**Work item**. Tally the lines of the entries in which the string "status" occurs, and say only how many.

Records excerpted from a collection:
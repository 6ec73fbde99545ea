//! Per-repository progress indicators.

use std::time::Instant;

use tracing::{info, warn};

/// Progress of one unit of work (a repository or the QA bump).
pub trait Progress: Send {
    fn start(&mut self);
    fn succeed(&mut self);
    fn fail(&mut self);
}

/// Creates a [`Progress`] per labelled unit of work.
pub trait ProgressFactory: Send + Sync {
    fn create(&self, label: &str) -> Box<dyn Progress>;
}

/// Reports progress as tracing events.
pub struct TracingProgress {
    label: String,
    started: Option<Instant>,
}

impl TracingProgress {
    fn elapsed_ms(&self) -> u64 {
        self.started
            .map(|s| s.elapsed().as_millis() as u64)
            .unwrap_or(0)
    }
}

impl Progress for TracingProgress {
    fn start(&mut self) {
        self.started = Some(Instant::now());
        info!(label = %self.label, "started");
    }

    fn succeed(&mut self) {
        info!(label = %self.label, duration_ms = self.elapsed_ms(), "done");
    }

    fn fail(&mut self) {
        warn!(label = %self.label, duration_ms = self.elapsed_ms(), "failed");
    }
}

/// Factory for [`TracingProgress`].
#[derive(Debug, Default, Clone, Copy)]
pub struct TracingProgressFactory;

impl ProgressFactory for TracingProgressFactory {
    fn create(&self, label: &str) -> Box<dyn Progress> {
        Box::new(TracingProgress {
            label: label.to_string(),
            started: None,
        })
    }
}

/// Silent progress.
#[derive(Debug, Default, Clone, Copy)]
pub struct NoProgress;

impl Progress for NoProgress {
    fn start(&mut self) {}
    fn succeed(&mut self) {}
    fn fail(&mut self) {}
}

impl ProgressFactory for NoProgress {
    fn create(&self, _label: &str) -> Box<dyn Progress> {
        Box::new(NoProgress)
    }
}
//! Thin async wrapper around the system `git` binary.

use std::path::{Path, PathBuf};
use std::process::Stdio;

use tokio::process::Command;
use tracing::debug;

use crate::error::{StepError, StepResult};

/// Runs git commands inside one working directory.
#[derive(Debug, Clone)]
pub struct Git {
    cwd: PathBuf,
    max_buffer: usize,
}

impl Git {
    pub fn new(cwd: impl AsRef<Path>, max_buffer: usize) -> Self {
        Self {
            cwd: cwd.as_ref().to_path_buf(),
            max_buffer,
        }
    }

    pub fn cwd(&self) -> &Path {
        &self.cwd
    }

    /// Run `git <args>` and return its trimmed stdout. Non-zero exit is an error.
    pub async fn run(&self, args: &[&str]) -> StepResult<String> {
        match self.output(args).await? {
            (true, stdout, _) => Ok(stdout),
            (false, _, stderr) => Err(StepError::Git {
                command: args.join(" "),
                stderr,
            }),
        }
    }

    /// Run `git <args>`, returning `None` instead of an error on non-zero exit.
    pub async fn try_run(&self, args: &[&str]) -> StepResult<Option<String>> {
        match self.output(args).await? {
            (true, stdout, _) => Ok(Some(stdout)),
            (false, _, _) => Ok(None),
        }
    }

    async fn output(&self, args: &[&str]) -> StepResult<(bool, String, String)> {
        debug!(cwd = %self.cwd.display(), command = %args.join(" "), "git");

        let output = Command::new("git")
            .args(args)
            .current_dir(&self.cwd)
            .stdin(Stdio::null())
            .stdout(Stdio::piped())
            .stderr(Stdio::piped())
            .output()
            .await?;

        if output.stdout.len() > self.max_buffer {
            return Err(StepError::OutputTooLarge {
                command: args.join(" "),
                limit: self.max_buffer,
            });
        }

        let stdout = String::from_utf8_lossy(&output.stdout).trim_end().to_string();
        let stderr = String::from_utf8_lossy(&output.stderr).trim().to_string();
        Ok((output.status.success(), stdout, stderr))
    }

    pub async fn fetch(&self, remote: &str) -> StepResult<()> {
        self.run(&["fetch", "--tags", "--prune", remote]).await.map(drop)
    }

    /// Whether `refs/heads/<branch>` exists on `remote`.
    pub async fn remote_branch_exists(&self, remote: &str, branch: &str) -> StepResult<bool> {
        let pattern = format!("refs/heads/{branch}");
        let out = self.run(&["ls-remote", "--heads", remote, &pattern]).await?;
        Ok(!out.trim().is_empty())
    }

    /// Most recent tag reachable from `reference`, if any.
    pub async fn latest_tag(&self, reference: &str) -> StepResult<Option<String>> {
        let out = self
            .try_run(&["describe", "--tags", "--abbrev=0", reference])
            .await?;
        Ok(out.filter(|tag| !tag.is_empty()))
    }

    /// Number of commits in `range` (e.g. `v1.0.0..upstream/develop`).
    pub async fn commit_count(&self, range: &str) -> StepResult<u32> {
        let out = self.run(&["rev-list", "--count", range]).await?;
        out.trim().parse::<u32>().map_err(|e| StepError::Git {
            command: format!("rev-list --count {range}"),
            stderr: format!("unexpected output {out:?}: {e}"),
        })
    }

    /// Paths changed between two references.
    pub async fn changed_files(&self, from: &str, to: &str) -> StepResult<Vec<String>> {
        let out = self.run(&["diff", "--name-only", from, to]).await?;
        Ok(lines(&out))
    }

    /// Every path tracked at `reference`.
    pub async fn tracked_files(&self, reference: &str) -> StepResult<Vec<String>> {
        let out = self.run(&["ls-tree", "-r", "--name-only", reference]).await?;
        Ok(lines(&out))
    }
}

fn lines(out: &str) -> Vec<String> {
    out.lines()
        .map(str::trim)
        .filter(|l| !l.is_empty())
        .map(str::to_string)
        .collect()
}

#[cfg(test)]
mod tests {
    use super::*;
    use std::process::Command as StdCommand;

    fn run_git(dir: &Path, args: &[&str]) {
        let output = StdCommand::new("git")
            .args(args)
            .current_dir(dir)
            .output()
            .unwrap();
        assert!(
            output.status.success(),
            "git {:?} failed: {}",
            args,
            String::from_utf8_lossy(&output.stderr)
        );
    }

    fn make_git_repo() -> tempfile::TempDir {
        let dir = tempfile::tempdir().unwrap();
        run_git(dir.path(), &["init"]);
        run_git(dir.path(), &["config", "user.name", "test-user"]);
        run_git(dir.path(), &["config", "user.email", "test@example.com"]);
        run_git(dir.path(), &["config", "commit.gpgsign", "false"]);
        run_git(dir.path(), &["commit", "--allow-empty", "-m", "initial"]);
        dir
    }

    #[tokio::test]
    async fn run_returns_trimmed_stdout() {
        let repo = make_git_repo();
        let git = Git::new(repo.path(), 1024 * 1024);
        let count = git.run(&["rev-list", "--count", "HEAD"]).await.unwrap();
        assert_eq!(count, "1");
        assert_eq!(git.commit_count("HEAD").await.unwrap(), 1);
    }

    #[tokio::test]
    async fn run_fails_outside_repo() {
        let dir = tempfile::tempdir().unwrap();
        let git = Git::new(dir.path(), 1024);
        let err = git.run(&["rev-parse", "HEAD"]).await.unwrap_err();
        assert!(matches!(err, StepError::Git { ref command, .. } if command == "rev-parse HEAD"));
    }

    #[tokio::test]
    async fn try_run_maps_failure_to_none() {
        let repo = make_git_repo();
        let git = Git::new(repo.path(), 1024);
        assert_eq!(git.latest_tag("HEAD").await.unwrap(), None);
    }

    #[tokio::test]
    async fn output_over_max_buffer_is_rejected() {
        let repo = make_git_repo();
        let git = Git::new(repo.path(), 4);
        let err = git.run(&["rev-parse", "HEAD"]).await.unwrap_err();
        assert!(matches!(err, StepError::OutputTooLarge { limit: 4, .. }));
    }

    #[tokio::test]
    async fn latest_tag_finds_reachable_tag() {
        let repo = make_git_repo();
        run_git(repo.path(), &["tag", "v1.0.0"]);
        run_git(repo.path(), &["commit", "--allow-empty", "-m", "after"]);
        let git = Git::new(repo.path(), 1024 * 1024);
        assert_eq!(git.latest_tag("HEAD").await.unwrap().as_deref(), Some("v1.0.0"));
        assert_eq!(git.commit_count("v1.0.0..HEAD").await.unwrap(), 1);
    }
}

**Answer to this task**. 2